- _Required work_: Report, as a number alone, how many lines below contain the string "scope".

- _The records_:
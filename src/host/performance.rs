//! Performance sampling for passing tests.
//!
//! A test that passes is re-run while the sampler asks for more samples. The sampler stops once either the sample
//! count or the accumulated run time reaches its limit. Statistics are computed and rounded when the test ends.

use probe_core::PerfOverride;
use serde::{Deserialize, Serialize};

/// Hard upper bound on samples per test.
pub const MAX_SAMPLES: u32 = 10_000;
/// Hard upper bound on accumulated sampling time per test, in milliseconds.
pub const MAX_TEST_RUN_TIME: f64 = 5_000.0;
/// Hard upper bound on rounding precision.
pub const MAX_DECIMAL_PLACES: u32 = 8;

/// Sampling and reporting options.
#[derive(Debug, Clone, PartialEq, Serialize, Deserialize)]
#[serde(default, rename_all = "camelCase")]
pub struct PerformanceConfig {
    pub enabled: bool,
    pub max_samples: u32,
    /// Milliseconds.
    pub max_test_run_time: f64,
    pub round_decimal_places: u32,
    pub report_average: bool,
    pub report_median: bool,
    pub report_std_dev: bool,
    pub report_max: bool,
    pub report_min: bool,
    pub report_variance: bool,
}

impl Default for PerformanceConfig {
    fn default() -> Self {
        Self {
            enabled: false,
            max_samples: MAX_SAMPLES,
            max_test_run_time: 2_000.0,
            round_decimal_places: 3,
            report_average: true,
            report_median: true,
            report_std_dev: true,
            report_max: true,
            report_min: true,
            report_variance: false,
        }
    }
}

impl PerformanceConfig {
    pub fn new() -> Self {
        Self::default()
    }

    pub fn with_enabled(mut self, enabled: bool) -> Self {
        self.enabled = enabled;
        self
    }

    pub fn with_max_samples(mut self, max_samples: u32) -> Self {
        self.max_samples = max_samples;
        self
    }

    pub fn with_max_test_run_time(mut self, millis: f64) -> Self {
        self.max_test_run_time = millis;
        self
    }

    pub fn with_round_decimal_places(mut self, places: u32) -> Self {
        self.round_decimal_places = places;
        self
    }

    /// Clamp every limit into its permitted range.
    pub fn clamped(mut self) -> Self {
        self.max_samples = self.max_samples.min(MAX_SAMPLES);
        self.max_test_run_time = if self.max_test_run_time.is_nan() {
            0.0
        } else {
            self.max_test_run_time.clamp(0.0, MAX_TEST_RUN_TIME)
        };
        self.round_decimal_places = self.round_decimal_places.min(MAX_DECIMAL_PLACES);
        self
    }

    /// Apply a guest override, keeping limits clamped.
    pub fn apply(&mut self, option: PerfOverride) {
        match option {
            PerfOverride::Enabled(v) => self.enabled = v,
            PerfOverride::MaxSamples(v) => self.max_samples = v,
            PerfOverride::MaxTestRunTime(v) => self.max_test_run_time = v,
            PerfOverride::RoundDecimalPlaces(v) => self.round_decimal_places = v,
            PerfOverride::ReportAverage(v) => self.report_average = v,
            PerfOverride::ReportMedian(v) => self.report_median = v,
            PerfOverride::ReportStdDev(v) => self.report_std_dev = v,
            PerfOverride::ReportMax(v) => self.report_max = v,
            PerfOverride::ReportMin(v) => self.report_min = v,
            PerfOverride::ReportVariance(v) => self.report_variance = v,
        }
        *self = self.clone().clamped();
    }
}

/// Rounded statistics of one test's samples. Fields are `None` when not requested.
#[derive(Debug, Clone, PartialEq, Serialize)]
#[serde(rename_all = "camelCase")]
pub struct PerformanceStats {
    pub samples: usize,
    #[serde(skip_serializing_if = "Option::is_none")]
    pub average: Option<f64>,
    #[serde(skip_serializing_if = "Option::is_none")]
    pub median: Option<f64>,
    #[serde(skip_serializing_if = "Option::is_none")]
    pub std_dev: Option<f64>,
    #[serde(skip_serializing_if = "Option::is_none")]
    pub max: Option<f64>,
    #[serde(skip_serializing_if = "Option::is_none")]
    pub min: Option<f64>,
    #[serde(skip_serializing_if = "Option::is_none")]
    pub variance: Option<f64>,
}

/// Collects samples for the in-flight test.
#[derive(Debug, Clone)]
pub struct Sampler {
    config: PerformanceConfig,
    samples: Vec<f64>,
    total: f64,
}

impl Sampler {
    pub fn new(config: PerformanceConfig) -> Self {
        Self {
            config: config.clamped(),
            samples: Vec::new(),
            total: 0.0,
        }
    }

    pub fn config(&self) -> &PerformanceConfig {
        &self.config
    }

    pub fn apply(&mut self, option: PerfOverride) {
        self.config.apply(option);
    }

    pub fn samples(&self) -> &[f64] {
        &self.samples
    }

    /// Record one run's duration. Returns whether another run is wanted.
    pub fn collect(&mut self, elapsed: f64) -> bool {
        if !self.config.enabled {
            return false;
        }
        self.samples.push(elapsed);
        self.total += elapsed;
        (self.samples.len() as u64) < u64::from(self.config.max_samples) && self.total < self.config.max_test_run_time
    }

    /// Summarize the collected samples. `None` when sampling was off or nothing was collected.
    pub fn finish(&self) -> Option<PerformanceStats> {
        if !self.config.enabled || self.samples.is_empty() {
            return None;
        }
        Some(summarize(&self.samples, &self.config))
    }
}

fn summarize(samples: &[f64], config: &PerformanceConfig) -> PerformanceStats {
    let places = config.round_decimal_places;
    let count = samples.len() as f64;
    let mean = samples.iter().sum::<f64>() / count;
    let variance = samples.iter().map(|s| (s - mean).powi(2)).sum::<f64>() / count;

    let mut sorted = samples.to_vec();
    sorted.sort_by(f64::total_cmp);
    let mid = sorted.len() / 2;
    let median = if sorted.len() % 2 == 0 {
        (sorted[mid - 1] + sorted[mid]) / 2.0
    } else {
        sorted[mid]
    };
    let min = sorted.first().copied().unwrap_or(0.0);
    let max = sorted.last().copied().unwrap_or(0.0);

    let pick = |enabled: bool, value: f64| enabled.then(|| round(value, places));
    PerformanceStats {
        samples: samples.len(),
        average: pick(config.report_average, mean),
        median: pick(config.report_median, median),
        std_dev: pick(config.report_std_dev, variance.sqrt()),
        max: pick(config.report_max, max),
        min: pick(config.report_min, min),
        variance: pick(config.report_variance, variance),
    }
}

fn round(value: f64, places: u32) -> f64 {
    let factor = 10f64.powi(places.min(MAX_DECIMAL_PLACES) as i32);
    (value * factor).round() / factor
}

---

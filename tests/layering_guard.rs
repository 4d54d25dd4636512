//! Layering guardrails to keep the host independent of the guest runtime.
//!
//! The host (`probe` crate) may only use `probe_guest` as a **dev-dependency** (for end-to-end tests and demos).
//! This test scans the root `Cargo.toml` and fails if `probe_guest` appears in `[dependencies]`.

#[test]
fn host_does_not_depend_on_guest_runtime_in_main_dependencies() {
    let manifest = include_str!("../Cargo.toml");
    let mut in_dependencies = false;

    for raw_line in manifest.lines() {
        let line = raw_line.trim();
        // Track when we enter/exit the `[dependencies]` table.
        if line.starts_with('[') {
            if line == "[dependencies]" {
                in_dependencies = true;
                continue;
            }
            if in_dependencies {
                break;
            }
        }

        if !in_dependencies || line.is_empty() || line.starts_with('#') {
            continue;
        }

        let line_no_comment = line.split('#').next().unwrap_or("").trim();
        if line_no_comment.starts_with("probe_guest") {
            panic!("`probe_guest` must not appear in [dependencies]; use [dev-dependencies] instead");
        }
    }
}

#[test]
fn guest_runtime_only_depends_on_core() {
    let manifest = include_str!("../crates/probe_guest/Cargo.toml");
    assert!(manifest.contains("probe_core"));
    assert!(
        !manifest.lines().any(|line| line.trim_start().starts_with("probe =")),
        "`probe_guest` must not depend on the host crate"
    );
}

--

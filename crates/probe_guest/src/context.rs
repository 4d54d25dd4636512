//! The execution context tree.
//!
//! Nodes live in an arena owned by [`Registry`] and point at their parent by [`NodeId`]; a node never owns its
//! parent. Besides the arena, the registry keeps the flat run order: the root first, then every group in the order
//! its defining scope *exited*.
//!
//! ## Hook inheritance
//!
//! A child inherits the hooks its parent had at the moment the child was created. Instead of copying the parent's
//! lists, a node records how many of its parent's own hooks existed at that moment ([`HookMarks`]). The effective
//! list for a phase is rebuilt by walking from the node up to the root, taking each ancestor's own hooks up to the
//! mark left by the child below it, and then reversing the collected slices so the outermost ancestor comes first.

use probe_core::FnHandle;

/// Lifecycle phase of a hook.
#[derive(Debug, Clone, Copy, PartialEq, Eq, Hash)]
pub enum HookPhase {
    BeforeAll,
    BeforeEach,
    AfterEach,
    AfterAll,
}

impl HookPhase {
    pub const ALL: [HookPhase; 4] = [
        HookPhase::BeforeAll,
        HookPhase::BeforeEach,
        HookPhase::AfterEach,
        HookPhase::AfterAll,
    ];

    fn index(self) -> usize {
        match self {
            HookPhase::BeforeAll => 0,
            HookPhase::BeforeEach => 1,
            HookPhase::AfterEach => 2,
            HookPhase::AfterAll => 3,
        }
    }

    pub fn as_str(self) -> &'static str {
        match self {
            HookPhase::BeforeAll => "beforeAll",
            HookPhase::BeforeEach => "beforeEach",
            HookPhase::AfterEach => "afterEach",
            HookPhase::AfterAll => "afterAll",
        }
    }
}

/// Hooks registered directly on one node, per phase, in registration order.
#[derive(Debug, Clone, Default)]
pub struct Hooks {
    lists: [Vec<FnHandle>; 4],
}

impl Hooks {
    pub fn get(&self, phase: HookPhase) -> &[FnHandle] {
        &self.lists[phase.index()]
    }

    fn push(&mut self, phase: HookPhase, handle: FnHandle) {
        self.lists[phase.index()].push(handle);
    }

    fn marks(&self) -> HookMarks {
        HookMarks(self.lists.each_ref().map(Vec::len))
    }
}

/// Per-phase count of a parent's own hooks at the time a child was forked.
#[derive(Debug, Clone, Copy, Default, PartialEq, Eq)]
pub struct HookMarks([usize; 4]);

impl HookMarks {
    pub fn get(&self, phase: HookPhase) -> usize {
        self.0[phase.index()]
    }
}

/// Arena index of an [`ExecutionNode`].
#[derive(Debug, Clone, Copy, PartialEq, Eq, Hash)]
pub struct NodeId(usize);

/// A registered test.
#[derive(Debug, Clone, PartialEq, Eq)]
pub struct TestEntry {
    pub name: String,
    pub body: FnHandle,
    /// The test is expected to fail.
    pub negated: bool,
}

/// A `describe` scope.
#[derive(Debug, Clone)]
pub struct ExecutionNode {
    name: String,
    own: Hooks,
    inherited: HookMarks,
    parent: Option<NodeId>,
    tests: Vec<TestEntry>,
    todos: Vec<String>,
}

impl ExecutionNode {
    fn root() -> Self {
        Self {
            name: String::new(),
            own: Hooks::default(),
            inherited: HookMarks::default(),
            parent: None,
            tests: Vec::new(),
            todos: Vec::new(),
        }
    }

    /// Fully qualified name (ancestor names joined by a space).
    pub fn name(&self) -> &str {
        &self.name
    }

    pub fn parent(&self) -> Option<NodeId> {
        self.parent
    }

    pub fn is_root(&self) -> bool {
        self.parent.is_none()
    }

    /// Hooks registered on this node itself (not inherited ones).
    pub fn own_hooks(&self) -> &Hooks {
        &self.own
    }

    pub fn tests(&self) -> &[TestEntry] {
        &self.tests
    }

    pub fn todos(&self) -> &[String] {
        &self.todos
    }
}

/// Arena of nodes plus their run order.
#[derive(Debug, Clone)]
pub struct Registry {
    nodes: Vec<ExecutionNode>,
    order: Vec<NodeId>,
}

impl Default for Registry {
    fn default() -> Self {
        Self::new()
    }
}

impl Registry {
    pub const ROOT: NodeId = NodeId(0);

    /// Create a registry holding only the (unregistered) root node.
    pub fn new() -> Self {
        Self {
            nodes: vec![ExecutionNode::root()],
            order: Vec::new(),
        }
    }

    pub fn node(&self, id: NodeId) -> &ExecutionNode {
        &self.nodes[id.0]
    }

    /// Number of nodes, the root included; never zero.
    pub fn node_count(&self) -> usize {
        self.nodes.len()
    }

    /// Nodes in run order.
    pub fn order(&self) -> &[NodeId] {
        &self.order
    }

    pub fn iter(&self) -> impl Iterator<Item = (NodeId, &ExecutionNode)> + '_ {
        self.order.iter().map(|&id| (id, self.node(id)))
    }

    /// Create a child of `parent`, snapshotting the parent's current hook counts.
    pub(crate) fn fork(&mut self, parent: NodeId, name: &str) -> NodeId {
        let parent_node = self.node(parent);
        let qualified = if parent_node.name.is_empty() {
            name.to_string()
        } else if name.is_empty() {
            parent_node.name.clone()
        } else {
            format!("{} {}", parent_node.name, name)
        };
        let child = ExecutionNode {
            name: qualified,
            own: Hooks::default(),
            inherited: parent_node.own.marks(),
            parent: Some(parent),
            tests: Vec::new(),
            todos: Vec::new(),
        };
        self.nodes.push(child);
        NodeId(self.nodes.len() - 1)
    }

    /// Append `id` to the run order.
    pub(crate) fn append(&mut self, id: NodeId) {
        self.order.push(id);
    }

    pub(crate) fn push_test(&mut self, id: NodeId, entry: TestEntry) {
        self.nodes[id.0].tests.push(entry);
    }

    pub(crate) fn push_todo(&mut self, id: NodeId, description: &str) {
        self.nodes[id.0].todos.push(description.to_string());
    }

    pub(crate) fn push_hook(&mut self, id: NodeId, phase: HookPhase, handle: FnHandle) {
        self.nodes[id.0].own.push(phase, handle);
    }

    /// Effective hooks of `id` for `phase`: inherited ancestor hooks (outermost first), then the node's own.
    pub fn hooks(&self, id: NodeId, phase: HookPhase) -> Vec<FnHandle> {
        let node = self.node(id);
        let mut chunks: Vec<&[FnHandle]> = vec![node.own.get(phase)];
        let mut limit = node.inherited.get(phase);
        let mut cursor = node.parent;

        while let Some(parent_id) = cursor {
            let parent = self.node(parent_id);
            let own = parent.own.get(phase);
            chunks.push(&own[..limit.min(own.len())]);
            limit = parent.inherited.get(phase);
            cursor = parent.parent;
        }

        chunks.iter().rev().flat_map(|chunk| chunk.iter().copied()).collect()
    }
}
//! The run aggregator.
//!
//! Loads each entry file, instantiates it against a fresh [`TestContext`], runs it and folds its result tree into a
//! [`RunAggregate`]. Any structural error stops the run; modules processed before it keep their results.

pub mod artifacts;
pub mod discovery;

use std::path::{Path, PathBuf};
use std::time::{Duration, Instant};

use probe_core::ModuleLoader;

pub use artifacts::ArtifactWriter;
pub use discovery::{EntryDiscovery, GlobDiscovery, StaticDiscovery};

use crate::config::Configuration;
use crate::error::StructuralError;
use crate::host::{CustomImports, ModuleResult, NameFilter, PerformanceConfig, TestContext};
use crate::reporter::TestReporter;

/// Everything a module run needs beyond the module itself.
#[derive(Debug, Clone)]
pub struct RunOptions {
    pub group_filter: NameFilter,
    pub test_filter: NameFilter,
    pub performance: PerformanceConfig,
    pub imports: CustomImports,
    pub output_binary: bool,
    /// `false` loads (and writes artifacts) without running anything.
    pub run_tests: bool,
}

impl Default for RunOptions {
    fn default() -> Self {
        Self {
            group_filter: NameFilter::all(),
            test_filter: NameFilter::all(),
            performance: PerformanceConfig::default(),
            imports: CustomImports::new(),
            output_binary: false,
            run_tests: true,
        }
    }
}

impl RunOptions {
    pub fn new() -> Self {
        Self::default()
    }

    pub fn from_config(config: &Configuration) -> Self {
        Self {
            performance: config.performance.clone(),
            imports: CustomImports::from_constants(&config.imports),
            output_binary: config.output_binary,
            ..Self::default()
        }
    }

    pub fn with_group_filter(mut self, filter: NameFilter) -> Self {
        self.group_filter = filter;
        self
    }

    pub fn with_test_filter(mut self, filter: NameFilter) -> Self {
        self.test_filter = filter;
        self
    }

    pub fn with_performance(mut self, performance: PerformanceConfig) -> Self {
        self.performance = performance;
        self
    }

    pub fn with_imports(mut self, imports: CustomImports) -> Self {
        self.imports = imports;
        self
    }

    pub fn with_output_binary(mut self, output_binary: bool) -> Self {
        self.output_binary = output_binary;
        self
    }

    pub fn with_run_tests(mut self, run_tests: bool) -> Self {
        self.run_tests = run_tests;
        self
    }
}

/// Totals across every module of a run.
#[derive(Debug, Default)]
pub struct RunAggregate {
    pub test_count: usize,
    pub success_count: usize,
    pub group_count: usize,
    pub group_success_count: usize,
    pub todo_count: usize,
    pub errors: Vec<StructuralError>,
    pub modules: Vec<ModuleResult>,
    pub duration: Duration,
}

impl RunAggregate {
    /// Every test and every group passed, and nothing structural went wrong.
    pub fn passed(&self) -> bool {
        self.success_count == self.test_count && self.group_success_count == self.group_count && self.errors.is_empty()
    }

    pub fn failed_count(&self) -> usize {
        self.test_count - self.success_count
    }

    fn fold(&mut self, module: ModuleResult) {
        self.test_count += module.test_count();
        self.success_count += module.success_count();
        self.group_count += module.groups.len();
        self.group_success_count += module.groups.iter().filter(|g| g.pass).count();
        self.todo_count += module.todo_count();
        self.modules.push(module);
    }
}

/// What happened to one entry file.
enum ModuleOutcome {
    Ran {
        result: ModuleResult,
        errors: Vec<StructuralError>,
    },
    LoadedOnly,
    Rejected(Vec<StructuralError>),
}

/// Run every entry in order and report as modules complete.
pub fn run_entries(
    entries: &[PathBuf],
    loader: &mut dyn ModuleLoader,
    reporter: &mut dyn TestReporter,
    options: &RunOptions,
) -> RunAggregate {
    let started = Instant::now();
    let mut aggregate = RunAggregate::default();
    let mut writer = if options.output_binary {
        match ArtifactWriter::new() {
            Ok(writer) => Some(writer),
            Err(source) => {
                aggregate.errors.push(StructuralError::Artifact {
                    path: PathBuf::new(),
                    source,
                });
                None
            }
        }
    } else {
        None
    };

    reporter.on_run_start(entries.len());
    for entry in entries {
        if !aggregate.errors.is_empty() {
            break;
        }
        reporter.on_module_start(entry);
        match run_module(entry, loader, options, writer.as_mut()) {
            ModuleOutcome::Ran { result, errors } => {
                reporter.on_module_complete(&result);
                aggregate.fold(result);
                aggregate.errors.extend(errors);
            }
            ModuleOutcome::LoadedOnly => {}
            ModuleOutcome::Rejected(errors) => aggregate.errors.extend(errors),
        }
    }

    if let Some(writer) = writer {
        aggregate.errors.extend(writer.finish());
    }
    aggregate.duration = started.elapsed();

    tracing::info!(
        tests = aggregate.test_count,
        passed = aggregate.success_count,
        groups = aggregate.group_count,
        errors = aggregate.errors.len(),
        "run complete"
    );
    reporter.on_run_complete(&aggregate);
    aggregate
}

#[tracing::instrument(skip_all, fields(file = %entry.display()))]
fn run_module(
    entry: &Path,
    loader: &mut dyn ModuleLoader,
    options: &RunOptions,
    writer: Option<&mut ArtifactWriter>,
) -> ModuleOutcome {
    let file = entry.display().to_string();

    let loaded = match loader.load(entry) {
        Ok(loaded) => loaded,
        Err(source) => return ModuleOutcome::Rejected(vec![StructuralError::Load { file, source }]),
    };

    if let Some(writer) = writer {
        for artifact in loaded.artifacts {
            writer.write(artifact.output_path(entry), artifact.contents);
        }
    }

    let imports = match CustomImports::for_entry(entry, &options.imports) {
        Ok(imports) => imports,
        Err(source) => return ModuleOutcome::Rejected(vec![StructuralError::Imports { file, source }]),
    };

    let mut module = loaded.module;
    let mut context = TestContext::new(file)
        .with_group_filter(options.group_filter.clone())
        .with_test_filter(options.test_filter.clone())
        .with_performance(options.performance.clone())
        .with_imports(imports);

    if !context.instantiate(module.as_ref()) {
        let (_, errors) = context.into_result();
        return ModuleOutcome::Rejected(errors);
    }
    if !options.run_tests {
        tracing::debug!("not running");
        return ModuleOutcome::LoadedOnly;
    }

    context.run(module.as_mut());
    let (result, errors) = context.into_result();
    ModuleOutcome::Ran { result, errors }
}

- _Response for this exercise_: 2